The deal, which is being led by BofA Merrill Lynch, is expected to price on Wednesday.

The Boise, Idaho-based food and drug retailer plans to use the proceeds to repay some amounts outstanding under its existing term loan facility and to redeem 7¾% senior secured notes due 2022.

Teck Resources starts roadshow

Teck Resources Ltd. began a roadshow on Monday for a $1 billion two-part offering of senior notes (B1).

The deal includes five-year notes, which come with two years of call protection, and eight-year notes, which come with three years of call protection.

Tranche sizes remain to be determined.

The deal, via JP Morgan, is expected to price on Thursday.
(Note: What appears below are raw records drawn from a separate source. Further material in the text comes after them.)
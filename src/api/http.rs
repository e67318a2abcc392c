//! HTTP API Server
//!
//! The replication endpoints peers stream snapshots through, plus status,
//! volume and transfer queries and event submission.

use std::collections::HashMap;
use std::sync::Arc;

use axum::{
    body::Body,
    extract::{Json, Path, State},
    http::{Method, StatusCode},
    response::{IntoResponse, Response},
    routing::{get, post},
    Router,
};
use serde::Serialize;
use tokio_util::sync::CancellationToken;
use tower_http::cors::CorsLayer;
use tower_http::trace::TraceLayer;
use uuid::Uuid;

use crate::cluster::{ContainerInfo, DirtyInfo, StateEntry};
use crate::config::ApiConfig;
use crate::context::NodeContext;
use crate::error::{Error, Result};
use crate::transfer::coordinator::{self, error_response, status_for};
use crate::transfer::proxy;
use crate::volume::{Event, Origin, Snapshot, Transition};

/// HTTP API server
pub struct HttpServer {
    config: ApiConfig,
    ctx: Arc<NodeContext>,
}

impl HttpServer {
    pub fn new(ctx: Arc<NodeContext>) -> Self {
        Self {
            config: ctx.config.api.clone(),
            ctx,
        }
    }

    /// Create the router
    pub fn create_router(ctx: Arc<NodeContext>) -> Router {
        let cors_enabled = ctx.config.api.cors_enabled;
        let router = Router::new()
            // Replication
            .route(
                "/filesystems/:fs/:from/:to",
                get(handle_send).post(handle_receive),
            )
            // Volumes
            .route("/volumes/:fs", get(handle_volume).put(handle_create_volume))
            .route("/volumes/:fs/snapshots", get(handle_snapshots))
            .route("/volumes/:fs/events", post(handle_event))
            .route("/transfers/:id", get(handle_transfer))
            // Status and info
            .route("/status", get(handle_status))
            .route("/health", get(handle_health))
            .with_state(ctx)
            .layer(TraceLayer::new_for_http());

        if cors_enabled {
            router.layer(CorsLayer::permissive())
        } else {
            router
        }
    }

    /// Serve until `shutdown` is cancelled
    pub async fn start(&self, shutdown: CancellationToken) -> Result<()> {
        if !self.config.enabled {
            tracing::info!("HTTP API disabled");
            shutdown.cancelled().await;
            return Ok(());
        }

        let app = Self::create_router(Arc::clone(&self.ctx));

        let listener = tokio::net::TcpListener::bind(&self.config.bind_address).await?;
        tracing::info!("HTTP API listening on {}", self.config.bind_address);

        axum::serve(listener, app)
            .with_graceful_shutdown(async move { shutdown.cancelled().await })
            .await
            .map_err(|e| Error::Network(format!("HTTP server error: {}", e)))?;

        Ok(())
    }
}

// ============ Response Types ============

/// Health response
#[derive(Debug, Serialize)]
pub struct HealthResponse {
    pub healthy: bool,
    pub node_id: String,
}

/// Status response
#[derive(Debug, Serialize)]
pub struct StatusResponse {
    pub node_id: String,
    pub volumes: Vec<VolumeSummary>,
    pub mastered: usize,
}

/// One volume as seen from this node
#[derive(Debug, Serialize)]
pub struct VolumeSummary {
    pub filesystem: String,
    pub master: Option<String>,
    pub state: Option<StateEntry>,
}

/// Volume details
#[derive(Debug, Serialize)]
pub struct VolumeResponse {
    pub filesystem: String,
    pub master: Option<String>,
    pub states: HashMap<String, StateEntry>,
    pub snapshots: Vec<Snapshot>,
    pub dirty: Option<DirtyInfo>,
    pub containers: Option<ContainerInfo>,
    /// Snapshot this volume was cloned from, if any
    pub origin: Option<Origin>,
    /// Latest transition of this node's actor, if one is running
    pub transition: Option<Transition>,
}

// ============ Handlers ============

async fn handle_send(
    State(ctx): State<Arc<NodeContext>>,
    Path((filesystem, from, to)): Path<(String, String, String)>,
) -> Response {
    coordinator::serve_send(ctx, filesystem, from, to).await
}

async fn handle_receive(
    State(ctx): State<Arc<NodeContext>>,
    Path((filesystem, from, to)): Path<(String, String, String)>,
    body: Body,
) -> Response {
    coordinator::serve_receive(ctx, filesystem, from, to, body).await
}

async fn handle_volume(
    State(ctx): State<Arc<NodeContext>>,
    Path(filesystem): Path<String>,
) -> impl IntoResponse {
    Json(volume_response(&ctx, filesystem).await)
}

/// Start the volume's actor here, claiming it when no node masters it yet
async fn handle_create_volume(
    State(ctx): State<Arc<NodeContext>>,
    Path(filesystem): Path<String>,
) -> impl IntoResponse {
    if ctx.volumes.get(&filesystem).is_none() {
        tracing::info!("Creating volume {}", filesystem);
    }
    ctx.volume(&filesystem);
    Json(volume_response(&ctx, filesystem).await)
}

async fn volume_response(ctx: &Arc<NodeContext>, filesystem: String) -> VolumeResponse {
    let origin = match ctx.metadata.origin(&filesystem).await {
        Ok(origin) => origin,
        Err(e) => {
            tracing::warn!("Failed to read origin of {}: {}", filesystem, e);
            None
        }
    };
    VolumeResponse {
        master: ctx.cache.master_for(&filesystem),
        states: ctx.cache.states_for(&filesystem),
        snapshots: ctx.cache.master_snapshots(&filesystem),
        dirty: ctx.cache.dirty_for(&filesystem),
        containers: ctx.cache.containers_for(&filesystem),
        transition: ctx.volumes.get(&filesystem).map(|h| h.current()),
        origin,
        filesystem,
    }
}

/// Snapshots held by the master, answered here or by the master itself
async fn handle_snapshots(
    State(ctx): State<Arc<NodeContext>>,
    Path(filesystem): Path<String>,
) -> Response {
    match ctx.cache.master_for(&filesystem) {
        Some(master) if master != ctx.node_id => {
            let path = format!("/volumes/{}/snapshots", filesystem);
            proxy::forward(&ctx, &filesystem, Method::GET, &path, None).await
        }
        _ => match ctx.metadata.snapshots(&filesystem).await {
            Ok(snapshots) => Json(snapshots).into_response(),
            Err(e) => error_response(status_for(&e), &e),
        },
    }
}

async fn handle_event(
    State(ctx): State<Arc<NodeContext>>,
    Path(filesystem): Path<String>,
    Json(event): Json<Event>,
) -> Response {
    tracing::debug!("Event {} submitted for {}", event.name, filesystem);
    let handle = match ctx.volumes.get(&filesystem) {
        Some(handle) => handle,
        None if ctx.cache.master_for(&filesystem).is_some() => ctx.volume(&filesystem),
        None => {
            let e = Error::UnknownVolume(filesystem);
            return error_response(status_for(&e), &e);
        }
    };
    match handle.submit(event).await {
        Ok(answer) => Json(answer).into_response(),
        Err(e) => error_response(StatusCode::INTERNAL_SERVER_ERROR, &e),
    }
}

async fn handle_transfer(
    State(ctx): State<Arc<NodeContext>>,
    Path(id): Path<Uuid>,
) -> Response {
    match ctx.transfers.get(&id) {
        Some(result) => Json(result).into_response(),
        None => error_response(
            StatusCode::NOT_FOUND,
            &Error::Transfer(format!("unknown transfer {}", id)),
        ),
    }
}

async fn handle_status(State(ctx): State<Arc<NodeContext>>) -> impl IntoResponse {
    let volumes: Vec<VolumeSummary> = ctx
        .cache
        .known_volumes()
        .into_iter()
        .map(|filesystem| VolumeSummary {
            master: ctx.cache.master_for(&filesystem),
            state: ctx.cache.current_state(&filesystem).ok(),
            filesystem,
        })
        .collect();

    Json(StatusResponse {
        node_id: ctx.node_id.clone(),
        mastered: ctx.cache.mastered_volumes().len(),
        volumes,
    })
}

async fn handle_health(State(ctx): State<Arc<NodeContext>>) -> impl IntoResponse {
    Json(HealthResponse {
        healthy: true,
        node_id: ctx.node_id.clone(),
    })
}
The Vancouver, BC-based developer and miner of steelmaking coal and zinc plans to use the proceeds to fund the tender offers for up to $1 billon of its 3.15% notes due 2017, 3.85% notes due 2017, 2½% notes due 2018 and 3% notes due 2019, with any remaining proceeds to be used for general corporate purposes.

Cengage eight-year notes

Cengage Learning, Inc. plans to price a $740 million offering of eight-year senior notes (Caa1/CCC+) at the end of the present week.

Morgan Stanley, Credit Suisse, BMO, Citigroup, Goldman Sachs, Wells Fargo, Deutsche Bank and KKR are the joint bookrunners.
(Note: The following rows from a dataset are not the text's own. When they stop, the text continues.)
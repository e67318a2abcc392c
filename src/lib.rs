//! Dotmesh - Snapshot Volume Replication Node
//!
//! One node of a cluster that replicates copy-on-write snapshot volumes
//! between peers using the native snapshot engine's send/receive streams.
//!
//! # Architecture
//!
//! Every volume is owned by a single actor task that processes events in
//! order. Each volume has one master node; replication requests reaching
//! any other node are proxied to it. Snapshot metadata travels in a
//! prelude ahead of the engine stream, and the whole stream is LZ4 framed
//! on the wire.
//!
//! # Features
//!
//! - Per-volume state machines with id-routed responses
//! - Push and pull transfers with progress polling
//! - Transparent proxying to a volume's master
//! - Copy-on-write cluster cache refreshed from a coordination store
//! - Topic/key notification bus for snapshot and receive events

pub mod api;
pub mod cluster;
pub mod config;
pub mod context;
pub mod error;
pub mod notify;
pub mod replication;
pub mod secrets;
pub mod transfer;
pub mod volume;

#[cfg(test)]
mod test_support;

pub use config::DotmeshConfig;
pub use context::{Collaborators, NodeContext};
pub use error::{Error, Result};

/// Re-export commonly used types
pub mod prelude {
    pub use crate::cluster::{ClusterCache, CoordinationStore};
    pub use crate::config::DotmeshConfig;
    pub use crate::context::{Collaborators, NodeContext};
    pub use crate::error::{Error, Result};
    pub use crate::notify::Bus;
    pub use crate::replication::Prelude;
    pub use crate::transfer::{Direction, TransferRequest};
    pub use crate::volume::{Event, Snapshot, VolumeHandle, VolumeState};
}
The Boston-based educational content, technology and services company plans to use the proceeds to retire its existing term loan and pay a special dividend to the shareholders.
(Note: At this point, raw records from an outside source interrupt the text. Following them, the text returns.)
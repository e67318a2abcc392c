//! Snapshot Metadata Store
//!
//! Persists the ordered snapshot list and clone origin of each volume on
//! this node. A prelude is applied all or nothing.

use std::collections::{HashMap, HashSet};
use std::path::{Path, PathBuf};
use std::sync::{PoisonError, RwLock};

use async_trait::async_trait;
use serde::{Deserialize, Serialize};
use tokio::io::AsyncWriteExt;

use crate::error::{Error, Result};
use crate::replication::Prelude;
use crate::volume::{Origin, Snapshot};

/// Local snapshot metadata persistence
#[async_trait]
pub trait MetadataStore: Send + Sync {
    /// Snapshots of a volume in lineage order (empty if unknown)
    async fn snapshots(&self, filesystem: &str) -> Result<Vec<Snapshot>>;

    /// Append a newly taken snapshot
    async fn append(&self, filesystem: &str, snapshot: Snapshot) -> Result<()>;

    /// Merge the records of a received prelude, and the clone origin the
    /// stream was based on if any, returning the resulting snapshot list.
    /// Nothing is written if the prelude is rejected.
    async fn apply_prelude(
        &self,
        filesystem: &str,
        prelude: &Prelude,
        origin: Option<&Origin>,
    ) -> Result<Vec<Snapshot>>;

    /// Clone origin of a volume, if it is a clone
    async fn origin(&self, filesystem: &str) -> Result<Option<Origin>>;
}

/// Everything stored for one volume
#[derive(Debug, Clone, Default, Serialize, Deserialize)]
struct VolumeRecord {
    #[serde(default)]
    snapshots: Vec<Snapshot>,
    #[serde(default)]
    origin: Option<Origin>,
}

/// Merge prelude records into an existing lineage.
///
/// Known ids get their metadata replaced in place, new ids are appended in
/// prelude order.
pub fn merge_prelude(filesystem: &str, existing: &[Snapshot], prelude: &Prelude) -> Result<Vec<Snapshot>> {
    let mut seen = HashSet::new();
    for snapshot in &prelude.snapshots {
        if snapshot.id.is_empty() {
            return Err(Error::PreludeApply(format!("{}: snapshot with empty id", filesystem)));
        }
        if !seen.insert(snapshot.id.as_str()) {
            return Err(Error::PreludeApply(format!(
                "{}: snapshot {} listed twice",
                filesystem, snapshot.id
            )));
        }
    }

    let mut merged = existing.to_vec();
    for snapshot in &prelude.snapshots {
        match merged.iter_mut().find(|s| s.id == snapshot.id) {
            Some(current) => current.metadata = snapshot.metadata.clone(),
            None => merged.push(snapshot.clone()),
        }
    }
    Ok(merged)
}

/// One JSON file per volume under a metadata directory, replaced through
/// a temporary file and rename on every write
pub struct JsonMetadataStore {
    dir: PathBuf,
    records: RwLock<HashMap<String, VolumeRecord>>,
}

impl JsonMetadataStore {
    /// Open a store rooted at `dir`, creating it if needed
    pub fn open(dir: impl Into<PathBuf>) -> Result<Self> {
        let dir = dir.into();
        std::fs::create_dir_all(&dir)?;
        Ok(Self {
            dir,
            records: RwLock::new(HashMap::new()),
        })
    }

    /// Directory holding the volume files
    pub fn dir(&self) -> &Path {
        &self.dir
    }

    fn path_for(&self, filesystem: &str) -> Result<PathBuf> {
        if filesystem.is_empty()
            || filesystem.starts_with('.')
            || filesystem.contains(['/', '\\'])
        {
            return Err(Error::LocalFailure(format!("invalid filesystem id {:?}", filesystem)));
        }
        Ok(self.dir.join(format!("{}.json", filesystem)))
    }

    async fn load(&self, filesystem: &str) -> Result<VolumeRecord> {
        let cached = self
            .records
            .read()
            .unwrap_or_else(PoisonError::into_inner)
            .get(filesystem)
            .cloned();
        if let Some(record) = cached {
            return Ok(record);
        }

        let path = self.path_for(filesystem)?;
        let record = match tokio::fs::read(&path).await {
            Ok(bytes) => serde_json::from_slice(&bytes)?,
            Err(e) if e.kind() == std::io::ErrorKind::NotFound => VolumeRecord::default(),
            Err(e) => return Err(e.into()),
        };

        self.records
            .write()
            .unwrap_or_else(PoisonError::into_inner)
            .entry(filesystem.to_string())
            .or_insert_with(|| record.clone());
        Ok(record)
    }

    async fn store(&self, filesystem: &str, record: VolumeRecord) -> Result<()> {
        let path = self.path_for(filesystem)?;
        let tmp = path.with_extension("json.tmp");
        let bytes = serde_json::to_vec_pretty(&record)?;

        let mut file = tokio::fs::File::create(&tmp).await?;
        file.write_all(&bytes).await?;
        file.sync_all().await?;
        drop(file);
        tokio::fs::rename(&tmp, &path).await?;

        self.records
            .write()
            .unwrap_or_else(PoisonError::into_inner)
            .insert(filesystem.to_string(), record);
        Ok(())
    }
}

#[async_trait]
impl MetadataStore for JsonMetadataStore {
    async fn snapshots(&self, filesystem: &str) -> Result<Vec<Snapshot>> {
        Ok(self.load(filesystem).await?.snapshots)
    }

    async fn append(&self, filesystem: &str, snapshot: Snapshot) -> Result<()> {
        let mut record = self.load(filesystem).await?;
        if record.snapshots.iter().any(|s| s.id == snapshot.id) {
            return Err(Error::LocalFailure(format!(
                "snapshot {} already exists in {}",
                snapshot.id, filesystem
            )));
        }
        record.snapshots.push(snapshot);
        self.store(filesystem, record).await
    }

    async fn apply_prelude(
        &self,
        filesystem: &str,
        prelude: &Prelude,
        origin: Option<&Origin>,
    ) -> Result<Vec<Snapshot>> {
        let mut record = self.load(filesystem).await?;
        let merged = merge_prelude(filesystem, &record.snapshots, prelude)?;
        record.snapshots = merged.clone();
        if let Some(origin) = origin {
            record.origin = Some(origin.clone());
        }
        self.store(filesystem, record)
            .await
            .map_err(|e| Error::PreludeApply(format!("{}: {}", filesystem, e)))?;

        tracing::debug!("Applied prelude of {} snapshots to {}", prelude.snapshots.len(), filesystem);
        Ok(merged)
    }

    async fn origin(&self, filesystem: &str) -> Result<Option<Origin>> {
        Ok(self.load(filesystem).await?.origin)
    }
}

#[cfg(test)]
mod tests {
    use super::*;
    use tempfile::TempDir;

    #[tokio::test]
    async fn test_append_persists_across_reopen() {
        let dir = TempDir::new().unwrap();
        {
            let store = JsonMetadataStore::open(dir.path()).unwrap();
            store.append("v1", Snapshot::new("s1")).await.unwrap();
            store.append("v1", Snapshot::new("s2").with_meta("message", "hi")).await.unwrap();
            assert!(store.append("v1", Snapshot::new("s1")).await.is_err());
        }

        let reopened = JsonMetadataStore::open(dir.path()).unwrap();
        let snapshots = reopened.snapshots("v1").await.unwrap();
        assert_eq!(snapshots.len(), 2);
        assert_eq!(snapshots[1].metadata.get("message").map(String::as_str), Some("hi"));
        assert!(reopened.snapshots("unknown").await.unwrap().is_empty());
    }

    #[tokio::test]
    async fn test_apply_prelude_merges_in_order() {
        let dir = TempDir::new().unwrap();
        let store = JsonMetadataStore::open(dir.path()).unwrap();
        store.append("v1", Snapshot::new("s1")).await.unwrap();

        let prelude = Prelude::new(vec![
            Snapshot::new("s1").with_meta("message", "first"),
            Snapshot::new("s2").with_meta("message", "second"),
        ]);
        let merged = store.apply_prelude("v1", &prelude, None).await.unwrap();
        assert_eq!(merged, prelude.snapshots);
        assert_eq!(store.snapshots("v1").await.unwrap(), prelude.snapshots);
    }

    #[tokio::test]
    async fn test_rejected_prelude_changes_nothing() {
        let dir = TempDir::new().unwrap();
        let store = JsonMetadataStore::open(dir.path()).unwrap();
        store.append("v1", Snapshot::new("s1")).await.unwrap();

        let prelude = Prelude::new(vec![Snapshot::new("s2"), Snapshot::new("s2")]);
        let err = store.apply_prelude("v1", &prelude, None).await.unwrap_err();
        assert!(matches!(err, Error::PreludeApply(_)));

        let reopened = JsonMetadataStore::open(dir.path()).unwrap();
        assert_eq!(reopened.snapshots("v1").await.unwrap(), vec![Snapshot::new("s1")]);
    }

    #[tokio::test]
    async fn test_origin_and_invalid_ids() {
        let dir = TempDir::new().unwrap();
        let store = JsonMetadataStore::open(dir.path()).unwrap();

        assert_eq!(store.origin("clone").await.unwrap(), None);
        let origin = Origin::parse("parent@s1").unwrap();
        let prelude = Prelude::new(vec![Snapshot::new("c1")]);
        store.apply_prelude("clone", &prelude, Some(&origin)).await.unwrap();
        assert_eq!(store.origin("clone").await.unwrap(), Some(origin.clone()));

        // Later incremental receives keep the recorded origin
        let prelude = Prelude::new(vec![Snapshot::new("c1"), Snapshot::new("c2")]);
        store.apply_prelude("clone", &prelude, None).await.unwrap();
        assert_eq!(store.origin("clone").await.unwrap(), Some(origin));

        assert!(store.snapshots("../escape").await.is_err());
    }
}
The financing also included a new $1.59 billion term loan.

Parsley to price Tuesday

Parsley Energy, LLC plans to price a $200 million offering of eight-year senior notes on Tuesday.

The deal is set to roll out on a conference call scheduled for 10 a.m. ET.

Credit Suisse is leading the offer.

The Austin, Tex.-based oil and gas exploration and production company plans to use the proceeds to fund the acquisition of mineral rights and a working interest in the Delaware Basin, and for general corporate purposes.

Mixed flows on Friday

The dedicated high yield funds saw mixed cash flows on Friday, the most recent session for which data was available at press time, according to a market source.

High yield ETFs saw $118 million of inflows on the day.

Asset managers sustained $185 million of outflows on Friday.

The dedicated bank loan funds with also negative on Friday, sustaining $15 million of outflows.

Avaya bonds jump

Avaya saw its debt bouncing higher Monday after it was reported late Friday that the private equity owners were mulling a possible sale.

A trader saw the 10½% notes due 2021 jumping nearly 8 points to 30. The 7% notes due 2019 finished up over 3½ points at 74, while the 9% notes due 2019 added 1¼ points to close at 75¼.

Another trader said the 10½% notes moved up to 30 from previous levels around 22.

Silver Lake Partners LP and TPG Capital LP are reportedly considering a sale of the telecommunications equipment company in an effort to deal with a $6 billion debt burden. Avaya is said to be working with Goldman Sachs Group Inc. on a sale of the entire company, or potentially just pieces of it.

Avaya has $600 million of debt coming due in late October. In its earnings call on May 16, the company said it was working with Centerview Partners Holdings LLC to explore restructuring options.

Healthcare sector weakens

The healthcare space was under pressure Monday, following a string of downgrades.

A trader said the 8 1/8% notes due 2022 fell over a point to 102 1/8, on about 20 trades in size. The 6¾% notes due 2023 were off a like amount at 96 1/8.

As for Community Health’s 6 3/8% notes due 2022, those ended down a point at 84¾.

On Friday, Moody’s dropped its rating on Tenet Healthcare to B2 from B1, citing high leverage. The agency also noted that a need to maintain an adequate liquidity cushion to mitigate potential litigation exposure “will likely prevent any meaningful debt repayment in the near term.”

Come Monday, Community Health was downgraded to B2 from B1. High leverage was also cited as the main reason for the change.

Given the ratings actions, both Tenet and Community Health saw their bonds drifting down.

Market indicators mixed

The KDP High Yield index took a down turn on Monday.

The index closed at 67.07, with a 6.35% yield. That compared to Friday’s reading of 67.17, yielding 6.31%.

But the CDX North American Series 26 High Yield index ticked up a 10th of a point to 101.8 bid, 101.9 offered, according to a market source.